= Chhantyal =

Indigenous people of Nepal

The Chhantyal (छन्त्याल जाति) are an indigenous people of Nepal. Chhantyals are considered an indigenous group by the Government of Nepal. Most of the Chhantyal dwellings are concentrated in the western part of the country. Baglung and Myagdi are two districts in the Dhaulagiri Zone where most of the Chhantyals are living. Other districts with Chhantyal habitation include Mustang, Gulmi,
Rukum, and Parbat. Nowadays, owing to the migration trend there is a notable population of the Chhantyals in Kathmandu Valley, Pokhara, Rupandehi, Kaski, Dang and Chitwan districts. According to a survey conducted by its sole organization, Nepal Chhantyal Organization, the total population is 16,093 and 1,602 households. Traditionally Chhantyals have been living with other castes in harmony. In some villages Chhantyals are a major group whereas in other villages they are a minority. Chhantyals have their own culture, tradition, rituals, language, and religion.

Most of the Chhantyal’s major occupation is farming. Foreign remittance also plays a vital role. British and Indian Gurkha army, gulf countries, Malaysia, Japan, US, Australia and Europe have been some of the destination for foreign employment in recent years.

As a matter of faith, Chhantyals worship nature and their ancestor's spirits. They give animal sacrifices on trees, hills, sources of water and other special places like farms and at the altar inside a house etc. Some of the gods include Barah, Kuldebata, Sime Bhume, Mandali etc. Because of Hinduism's overwhelming pressure in the 19th century, Chhantyals have adopted a mixed worshiping style. Maghe-Sankranti and Saune-Sankranti are two major festivals. These two festivals have special importance on nature and ancestor's spirit worship. Dashain and Tihar, Hindu's major festivals, are also celebrated as special occasions.

Chhantyals are formed of twelve different clans which are as follow: Bhalanja [भलंजा], Budhathoki [बुढाथोकी, Dandamare [डांडामारे], Gharabja [घरब्जा], Gharti [घर्ती], Ghyapchan [घ्याप्चन], Jhingraja [झिङराजा], Khadka [खड्का], Potlange [पोट्लाङ्गे], Purane [पुराने], Singe [सिङे] and Tathapja [तथप्जा].Traditionally they marry inside their twelve clans. One of the major distinct characteristics of the community is the marriage tradition. Cousin marriage is allowed but has to be outside one's own clan.

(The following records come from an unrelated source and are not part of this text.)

use crate::base;

pub fn charset_from_config(config: &base::Config) -> base::Charset {
    let mut charset = base::Charset::default();
    if config.use_unicode_symbols {
        charset = charset.with_unicode()
    }
    if config.use_colored_output {
        charset = charset.with_color()
    }
    charset
}

/// Returns the selected event, failing if nothing is selected or the selected
/// event no longer exists.
pub fn selected_event<'s>(
    store: &'s base::Store,
    view: &base::ViewState,
) -> anyhow::Result<&'s base::Event> {
    match view.selected(store) {
        Some(event) => Ok(event),
        None => anyhow::bail!("no event selected"),
    }
}

/// Returns the records of `event` that pass the persisted filter, in store
/// order.
pub fn filtered_records<'s>(
    store: &'s base::Store,
    view: &base::ViewState,
    event: &base::Event,
) -> Vec<&'s base::GiftRecord> {
    view.filter.apply(store.list_records(event.id()))
}

/// Width that printed lines are clipped to. Unbounded in tests, so that
/// output does not depend on the terminal running them.
pub fn max_width() -> Option<usize> {
    if cfg!(test) {
        return None;
    }
    terminal_size::terminal_size().map(|(w, _)| usize::from(w.0))
}

pub fn gift_list(config: &base::Config, records: Vec<base::GiftRecord>) -> base::listprinter::Config {
    base::listprinter::Config {
        charset: charset_from_config(config),
        records,
        max_width: max_width(),
        line_postprocessor: None,
    }
}

/// Returns a line postprocessor which appends ` <- [{tag}]` to the line of the
/// record with the given id.
#[allow(clippy::type_complexity)]
pub fn tag_record(
    id: base::GiftId,
    tag: &'static str,
    color: colored::Color,
) -> Box<dyn Fn(&base::listprinter::Config, &base::GiftRecord, String) -> String> {
    Box::new(
        move |config: &base::listprinter::Config, r: &base::GiftRecord, mut line: String| -> String {
            if r.id() != id {
                return line;
            }
            let mut msg = format!(" <- [{}]", tag);
            if config.charset.color {
                msg = colored::Colorize::color(msg.as_str(), color).to_string();
            }
            line.push_str(&msg);
            line
        },
    )
}

/// Parses a choice given on the command line, where 'none' stands for no
/// value.
pub fn parse_clearable<T>(field: &str, s: &str) -> anyhow::Result<Option<T>>
where
    T: std::str::FromStr + strum::VariantNames,
{
    let s = s.trim();
    if s.eq_ignore_ascii_case(base::validate::CLEAR) {
        return Ok(None);
    }
    match s.parse::<T>() {
        Ok(x) => Ok(Some(x)),
        Err(_) => anyhow::bail!(
            "{} must be one of {}, {}",
            field,
            T::VARIANTS.join(", "),
            base::validate::CLEAR
        ),
    }
}
/// Occasion an event is held for.
#[derive(
    Debug,
    Clone,
    Copy,
    PartialEq,
    Eq,
    Hash,
    PartialOrd,
    Ord,
    serde::Serialize,
    serde::Deserialize,
    strum::EnumString,
    strum::Display,
    strum::AsRefStr,
    strum::IntoStaticStr,
    strum::VariantNames,
)]
#[serde(rename_all = "kebab-case")]
#[strum(ascii_case_insensitive, serialize_all = "kebab-case")]
pub enum EventKind {
    Wedding,
    Condolence,
    FirstBirthday,
    Birthday,
    Other,
}

impl EventKind {
    /// Label used in exported spreadsheets.
    pub fn label(self) -> &'static str {
        match self {
            EventKind::Wedding => "결혼식",
            EventKind::Condolence => "조의",
            EventKind::FirstBirthday => "돌잔치",
            EventKind::Birthday => "생일",
            EventKind::Other => "기타",
        }
    }
}

#[cfg(test)]
mod tests {
    use rstest::rstest;
    use strum::VariantNames;

    use super::*;

    #[rstest]
    #[case("wedding", EventKind::Wedding)]
    #[case("Condolence", EventKind::Condolence)]
    #[case("first-birthday", EventKind::FirstBirthday)]
    #[case("BIRTHDAY", EventKind::Birthday)]
    #[case("other", EventKind::Other)]
    fn test_from_str(#[case] s: &str, #[case] want: EventKind) {
        assert_eq!(s.parse::<EventKind>().unwrap(), want)
    }

    #[test]
    fn test_variant_names_match_serde() {
        for name in EventKind::VARIANTS {
            let kind = name.parse::<EventKind>().unwrap();
            assert_eq!(serde_json::to_string(&kind).unwrap(), format!("\"{}\"", name));
        }
    }
}
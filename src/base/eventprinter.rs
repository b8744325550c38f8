use crate::base;

/// Listing of events with their record totals. The selected event is marked
/// with the charset's pointer.
#[derive(Debug, PartialEq, Eq)]
pub struct Config {
    pub charset: base::Charset,
    pub selected: Option<base::EventId>,
    pub events: Vec<(base::Event, base::Summary)>,
}

impl std::fmt::Display for Config {
    /// Writes a terminating newline.
    fn fmt(&self, f: &mut std::fmt::Formatter<'_>) -> std::fmt::Result {
        let id_width = self
            .events
            .iter()
            .map(|(e, _)| base::util::count_digits(e.id()))
            .max()
            .unwrap_or_default();
        for (event, summary) in self.events.iter() {
            let is_selected = self.selected == Some(event.id());
            let marker = if is_selected { self.charset.pointer } else { ' ' };
            let dash_count =
                id_width - base::util::count_digits(event.id()) + base::util::MIN_DASHES_COUNT;
            let dashes = std::iter::repeat_n(self.charset.dash, dash_count).collect::<String>();
            let mut line = format!(
                "{} {} {} {} {} at {}, hosted by {} ({} gifts, {})",
                marker,
                event.id(),
                dashes,
                event.date(),
                event.kind(),
                event.location(),
                event.host(),
                summary.total_count,
                summary.total_amount,
            );
            if is_selected && self.charset.color {
                line = colored::Colorize::bold(line.as_str()).to_string();
            }
            writeln!(f, "{}", line)?;
        }
        Ok(())
    }
}
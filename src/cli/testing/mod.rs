//! Runs subcommands against a temporary repository and compares the files
//! left behind with the expected events, gift records, config and view state.

mod case;
mod resultmatcher;
mod state;

pub use case::Case;
pub use case::Invocation;
pub use case::MutCase;
pub(crate) use case::generate_testcases;
pub use resultmatcher::ResultMatcher;
pub use state::State;
pub use state::StrState;
pub use state::tempfs;
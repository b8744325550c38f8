use crate::base;
use crate::base::fs::Io;
use crate::cli;

/// A single command invocation.
pub struct Invocation<'a> {
    /// Command line arguments. First arg is the binary name, which doesn't do
    /// anything useful, so can be empty.
    pub args: &'a [&'a str],
    pub res: cli::testing::ResultMatcher<'a>,
}

/// Test case encapsulating expectations for the given command invocations.
/// Commands may rewrite the repository files, but must not leave any other
/// file behind.
pub struct MutCase<'a> {
    pub invocations: &'a [Invocation<'a>],

    /// Repository files prior to running the commands.
    pub initial_state: cli::testing::StrState<'a>,

    /// Desired repository files after running the commands.
    pub final_state: cli::testing::State,
}

impl MutCase<'_> {
    /// 1. Creates a tempdir and writes repository files from `initial_state`
    /// 1. Runs each command in order and checks its result
    /// 1. Checks that repository files match `final_state` and that no other
    ///    file was created
    pub fn run(self) {
        let (fs, _td) = cli::testing::tempfs();
        self.initial_state.to_fs(&fs);

        for inv in self.invocations {
            let root = match <cli::Root as clap::Parser>::try_parse_from(inv.args) {
                Ok(cmd) => cmd,
                Err(e) => panic!("{}", e),
            };
            inv.res.assert_matches(root.run(&fs));
        }

        let got_final_state = cli::testing::State::from_fs(&fs);
        assert_eq!(got_final_state, self.final_state);
        let stray = stray_files(&fs);
        assert!(stray.is_empty(), "unexpected files: {:?}", stray);
    }
}

/// Test case encapsulating expectations for the given command invocations.
/// Commands are expected to leave every file unchanged.
pub struct Case<'a> {
    pub invocations: &'a [Invocation<'a>],
    pub initial_state: cli::testing::StrState<'a>,
}

impl Case<'_> {
    /// Runs as a [`MutCase`] whose final state is the initial state.
    pub fn run(self) {
        MutCase {
            invocations: self.invocations,
            final_state: self.initial_state.to_state(),
            initial_state: self.initial_state,
        }
        .run()
    }
}

/// Returns names of entries in the repository directory that are not
/// repository files.
fn stray_files(fs: &base::Fs) -> Vec<std::ffi::OsString> {
    let known = [
        base::Config::FILENAME,
        base::ViewState::FILENAME,
        base::Eventlist::FILENAME,
        base::Giftlist::FILENAME,
    ];
    std::fs::read_dir(fs.dir())
        .unwrap()
        .map(|entry| entry.unwrap().file_name())
        .filter(|name| !known.iter().any(|k| name == k))
        .collect()
}

/// Generates test functions from test cases.
///
/// Accepts one or more tuples of the form `(testcase_name: ident, testcase:
/// Case|MutCase)`. Creates a submodule named `cmd_testcases` in the caller's
/// module, and then for each test case tuple, creates a corresponding function
/// named `testcase_name`.
macro_rules! generate_testcases {
    ($(($name:ident, $testcase:expr)),+ $(,)?) => {
        mod cmd_testcases {
            use super::*;

            $(
                #[test]
                fn $name() {
                    $testcase.run()
                }
            )+
        }
    };
}

pub(crate) use generate_testcases;
use anyhow::Context;

use crate::base;
use crate::cli;

/// Initialize a gift book in the current directory
///
/// Existing events and gift records are left untouched.
#[derive(clap::Parser)]
pub struct Init {
    /// Restore an existing gift book's config to defaults
    #[arg(long)]
    reset_config: bool,

    /// Side given to new gift records when 'add' is run without '--side'
    #[arg(long, value_name = "SIDE")]
    default_side: Option<base::Side>,
}

fn initial_config() -> base::Config {
    base::Config {
        use_colored_output: true,
        use_unicode_symbols: true,
        ..Default::default()
    }
}

impl Init {
    pub fn run(&self, fs: &base::Fs) -> anyhow::Result<cli::Output> {
        let already_repo = fs.is_repo();
        let path = fs.path::<base::Config>();

        let mut config = if self.reset_config || !already_repo {
            initial_config()
        } else {
            fs.read::<base::Config>()
                .with_context(|| format!("failed to read '{}'", path.display()))?
        };
        if self.default_side.is_some() {
            config.default_side = self.default_side;
        }
        fs.write(&config)
            .with_context(|| format!("failed to write '{}'", path.display()))?;
        tracing::info!(path = %path.display(), reset = self.reset_config, "wrote config");

        let msg = match (already_repo, self.reset_config) {
            (false, _) => format!("Gift book initialized in '{}'", fs.dir().display()),
            (true, true) => "Gift book configuration reset to defaults.".to_string(),
            (true, false) => format!("Gift book reinitialized in '{}'", fs.dir().display()),
        };
        Ok(cli::Output::Str(msg))
    }
}
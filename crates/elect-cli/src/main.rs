//! CLI entry point for the elections data toolkit.
//!
//! This binary wires the library crates into the commands used to maintain
//! the elections data repository.
//!
//! # Usage
//!
//! ```bash
//! elect [OPTIONS] <COMMAND>
//!
//! # Write the source document (phrases + sources + generated nodes)
//! elect make-json
//!
//! # Assemble and write the canonical document
//! elect build _build/canonical.json
//!
//! # Rewrite auto-generated YAML files in canonical form
//! elect yaml-norm pre_data/*.yaml
//! ```

#![deny(clippy::all)]
#![warn(missing_docs)]

use std::fs;
use std::io::Write;

use camino::{Utf8Path, Utf8PathBuf};
use chrono::Datelike;
use clap::{Parser, Subcommand};
use color_eyre::eyre::{WrapErr, eyre};
use elect_core::{Config, FileType, TypeRegistry};
use elect_data::{Assembler, SourceDocument, read_phrase_dir, to_json_pretty};
use elect_yaml::{DocumentWriter, NormalizeOutcome};
use tracing::info;
use tracing_subscriber::{EnvFilter, fmt, layer::SubscriberExt, util::SubscriberInitExt};

// =============================================================================
// CLI ARGUMENT TYPES
// =============================================================================

/// Toolkit for the elections data repository.
///
/// Reads the hand-authored YAML sources and phrase files and produces the
/// JSON documents consumed by the site generator.
#[derive(Parser)]
#[command(name = "elect", version, about, long_about = None)]
#[command(propagate_version = true)]
struct Cli {
    /// Command to execute.
    #[command(subcommand)]
    command: Commands,

    /// JSON configuration file; missing settings keep their defaults.
    #[arg(short, long, global = true, env = "ELECT_CONFIG")]
    config: Option<Utf8PathBuf>,

    /// Root of the data repository (overrides the configuration file).
    #[arg(short, long, global = true, env = "ELECT_ROOT")]
    root: Option<Utf8PathBuf>,

    /// Enable verbose logging (debug level).
    #[arg(short, long, global = true)]
    verbose: bool,

    /// Disable colored output.
    #[arg(long, global = true)]
    no_color: bool,
}

/// Available subcommands.
#[derive(Subcommand)]
enum Commands {
    /// Write the source document as JSON.
    MakeJson {
        /// Output file (defaults to `paths.json_output`).
        output: Option<Utf8PathBuf>,
    },

    /// Assemble the canonical document and write it as JSON.
    Build {
        /// Output file (defaults to `paths.canonical_output`).
        output: Option<Utf8PathBuf>,
    },

    /// Print the merged phrase table.
    Phrases,

    /// Load a type-definitions file and print the resulting types.
    Types {
        /// Type-definitions YAML file.
        path: Utf8PathBuf,
    },

    /// Rewrite auto-generated and auto-updated YAML files in canonical form.
    YamlNorm {
        /// Files to normalize.
        #[arg(required = true)]
        paths: Vec<Utf8PathBuf>,

        /// Also print the normalized text.
        #[arg(long)]
        stdout: bool,
    },

    /// Print the file type of YAML files and whether they may be rewritten.
    YamlCheck {
        /// Files to check.
        #[arg(required = true)]
        paths: Vec<Utf8PathBuf>,
    },

    /// Set the `_meta` header of a YAML file and rewrite it.
    YamlHeader {
        /// File to update.
        path: Utf8PathBuf,

        /// File type to declare (`manual`, `auto_generated`, `auto_updated`).
        #[arg(long)]
        file_type: FileType,

        /// Free-text comments stored in the header.
        #[arg(long)]
        comments: Option<String>,
    },
}

// =============================================================================
// INITIALIZATION FUNCTIONS
// =============================================================================

/// Initializes the tracing subscriber for logging.
///
/// Respects the `RUST_LOG` environment variable if set. Otherwise, uses
/// `debug` level if `--verbose` is set, or `info` level by default.
fn init_tracing(verbose: bool, no_color: bool) {
    let filter = EnvFilter::try_from_default_env().unwrap_or_else(|_| {
        let level = if verbose { "debug" } else { "info" };
        EnvFilter::new(format!("{level},ignore=warn,globset=warn"))
    });

    // Check if colors should be disabled (flag or NO_COLOR env var)
    let use_ansi = !no_color && std::env::var("NO_COLOR").is_err();

    tracing_subscriber::registry()
        .with(
            fmt::layer()
                .with_target(false)
                .with_ansi(use_ansi)
                .with_writer(std::io::stderr),
        )
        .with(filter)
        .init();
}

/// Builds a [`Config`] from the configuration file and CLI arguments.
///
/// # Errors
///
/// Returns an error if the configuration file cannot be loaded, if a
/// setting is invalid, or if the repository root is not a directory.
fn build_config(cli: &Cli) -> color_eyre::Result<Config> {
    let mut config = match &cli.config {
        Some(path) => Config::from_json_file(path)?,
        None => Config::default(),
    };

    if let Some(root) = &cli.root {
        config.paths.root.clone_from(root);
    }

    config.validate()?;
    config.require_root()?;
    Ok(config)
}

fn current_year() -> i64 {
    i64::from(chrono::Local::now().year())
}

// =============================================================================
// COMMAND IMPLEMENTATIONS
// =============================================================================

/// Builds the source document and writes it to `output`.
fn run_make_json(config: &Config, output: Option<&Utf8Path>) -> color_eyre::Result<()> {
    let path = output_path(config, output, &config.paths.json_output);
    info!(root = %config.paths.root, "Building source document");

    let source = SourceDocument::build(config)?;
    let json = source.to_json_pretty()?;
    write_output(&path, &json)?;

    info!(path = %path, "Source document written");
    Ok(())
}

/// Builds, assembles and writes the canonical document.
fn run_build(config: &Config, output: Option<&Utf8Path>) -> color_eyre::Result<()> {
    let path = output_path(config, output, &config.paths.canonical_output);
    info!(root = %config.paths.root, "Assembling canonical document");

    let registry = match &config.paths.type_definitions {
        Some(types_path) => Some(load_registry(&config.paths.resolve(types_path))?),
        None => None,
    };

    let source = SourceDocument::build(config)?;
    let mut assembler = Assembler::new(&config.assembly, current_year());
    if let Some(registry) = &registry {
        assembler = assembler.with_registry(registry);
    }
    let canonical = assembler.assemble(source)?;

    let json = to_json_pretty(&canonical)?;
    write_output(&path, &json)?;

    info!(path = %path, offices = canonical.offices.len(), "Canonical document written");
    Ok(())
}

/// Prints the merged phrase table.
fn run_phrases(config: &Config) -> color_eyre::Result<()> {
    let dir = config.paths.resolve(&config.paths.phrase_dir());
    let table = read_phrase_dir(&dir)?;
    print_stdout(&to_json_pretty(&table)?)
}

/// Prints the types defined by a type-definitions file.
fn run_types(path: &Utf8Path) -> color_eyre::Result<()> {
    let registry = load_registry(path)?;
    info!(path = %path, types = registry.len(), "Loaded type definitions");
    print_stdout(&to_json_pretty(&registry)?)
}

/// Normalizes each file, optionally echoing the rewritten text.
fn run_yaml_norm(paths: &[Utf8PathBuf], stdout: bool) -> color_eyre::Result<()> {
    let writer = DocumentWriter::default();
    for path in paths {
        match writer.normalize(path)? {
            NormalizeOutcome::Rewritten(text) if stdout => print_stdout(&text)?,
            NormalizeOutcome::Rewritten(_) | NormalizeOutcome::Skipped(_) => {}
        }
    }
    Ok(())
}

/// Prints the file type of each file.
fn run_yaml_check(paths: &[Utf8PathBuf]) -> color_eyre::Result<()> {
    let stdout = std::io::stdout();
    let mut handle = stdout.lock();
    for path in paths {
        let file_type = elect_yaml::read(path)?
            .file_type()
            .map_err(|e| elect_yaml::YamlError::from(e).with_path(path))?;
        let verdict = if file_type.is_normalizable() {
            "normalizable"
        } else {
            "left alone"
        };
        writeln!(handle, "{path}: {file_type} ({verdict})")?;
    }
    Ok(())
}

/// Sets the header of a file and rewrites it.
fn run_yaml_header(
    path: &Utf8Path,
    file_type: FileType,
    comments: Option<&str>,
) -> color_eyre::Result<()> {
    let mut doc = elect_yaml::read(path)?;
    DocumentWriter::default().write_with_header(&mut doc, path, Some(file_type), comments)?;
    info!(path = %path, file_type = %file_type, "Header written");
    Ok(())
}

// =============================================================================
// OUTPUT HELPERS
// =============================================================================

fn load_registry(path: &Utf8Path) -> color_eyre::Result<TypeRegistry> {
    let document: serde_json::Value = elect_yaml::read_value(path)?;
    TypeRegistry::from_document(&document)
        .wrap_err_with(|| format!("invalid type definitions in {path}"))
}

fn output_path(config: &Config, output: Option<&Utf8Path>, default: &Utf8Path) -> Utf8PathBuf {
    output.map_or_else(|| config.paths.resolve(default), Utf8Path::to_owned)
}

/// Writes fully rendered output, creating parent directories.
fn write_output(path: &Utf8Path, contents: &str) -> color_eyre::Result<()> {
    if let Some(parent) = path.parent().filter(|p| !p.as_str().is_empty()) {
        fs::create_dir_all(parent).wrap_err_with(|| format!("failed to create {parent}"))?;
    }
    fs::write(path, contents).wrap_err_with(|| format!("failed to write {path}"))
}

fn print_stdout(text: &str) -> color_eyre::Result<()> {
    let stdout = std::io::stdout();
    let mut handle = stdout.lock();
    write!(handle, "{text}").map_err(|e| eyre!("failed to write to stdout: {e}"))
}

// =============================================================================
// MAIN ENTRY POINT
// =============================================================================

/// Application entry point.
fn main() -> color_eyre::Result<()> {
    // 1. Install color-eyre FIRST (before any potential panics)
    color_eyre::install()?;

    // 2. Parse CLI arguments
    let cli = Cli::parse();

    // 3. Initialize tracing (handles --no-color for log output)
    init_tracing(cli.verbose, cli.no_color);

    // 4. Route to appropriate command
    match &cli.command {
        Commands::MakeJson { output } => run_make_json(&build_config(&cli)?, output.as_deref()),
        Commands::Build { output } => run_build(&build_config(&cli)?, output.as_deref()),
        Commands::Phrases => run_phrases(&build_config(&cli)?),
        Commands::Types { path } => run_types(path),
        Commands::YamlNorm { paths, stdout } => run_yaml_norm(paths, *stdout),
        Commands::YamlCheck { paths } => run_yaml_check(paths),
        Commands::YamlHeader {
            path,
            file_type,
            comments,
        } => run_yaml_header(path, *file_type, comments.as_deref()),
    }
}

==Geographic distribution==
The 2011 Nepal census classifies the Chhantyal as a subgroup within the broader social group of Mountain/Hill Janajati. At the time of the Nepal census of 2011, 11,810 people (0.0% of the population of Nepal) were Chhantyal. The frequency of Chhantyal people by province was as follows:
- Gandaki Province (0.4%)
- Bagmati Province (0.0%)
- Karnali Province (0.0%)
- Lumbini Province (0.0%)
- Madhesh Province (0.0%)
- Koshi Province (0.0%)
- Sudurpashchim Province (0.0%)

The frequency of Chhantyal people was higher than national average (0.0%) in the following districts:
- Myagdi (3.5%)
- Baglung (1.5%)
- Mustang (0.7%)
- Eastern Rukum (0.2%)
- Kaski (0.2%)
- Gulmi (0.1%)
- Parbat (0.1%)
- Rupandehi (0.1%)
- Surkhet (0.1%)

==Language==

The Chhantyals’ language known as Chhantyal Kham (छन्त्याल खाम) is moribund. Most of the Chhantyals in Baglung have ceased to speak Chhantyal Kham many years ago. Some efforts have been made but the goal to preserve it is somewhat far from current efforts. The main problem with Chhantyal Kham is that there is no written alphabet. Some words and expressions are akin to the (Tamu) Gurung Kham language, but these two are separate Khams with distinct identity and history.

The Chhantyal language is spoken by approximately 5,000 of the about 15,000 ethnic Chantyals. The villages where the Chantyal language is spoken are all located in the eastern portion of the Myagdi District and include the villages of Mangale Khani, Dwari, Ghyas Kharka‚, Chaura Khani, Kuine Khani, Thada Khani, Patle Kharka‚ Malhampar, and Malkabang. There is relatively little linguistic variation among these villages. The Chhantyal language is a member of the Tamangic group (along with Gurung, Thakali, Nar-Phu and Tamang) Within the group, it is lexically and grammatically closest to Thakali.